# Try it
Leave every entry as it is and write the data out in full.
### Provided entries
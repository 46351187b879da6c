//! Remote tabular store: the spreadsheet behind the web-app endpoint.

pub mod api_types;
mod client;
mod types;

pub use client::{is_duplicate_entry, SheetsClient, TabularStore};
pub use types::{
  CellValue, DocumentId, DocumentKind, GroupedDataset, LoginOutcome, Record, SheetData,
};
######
# Expected answer
repository 46351187b879da6c
//! Remote tabular store: the spreadsheet behind the web-app endpoint.

pub mod api_types;
mod client;
mod types;

pub use client::{is_duplicate_entry, SheetsClient, TabularStore};
pub use types::{
  CellValue, DocumentId, DocumentKind, GroupedDataset, LoginOutcome, Record, SheetData,
};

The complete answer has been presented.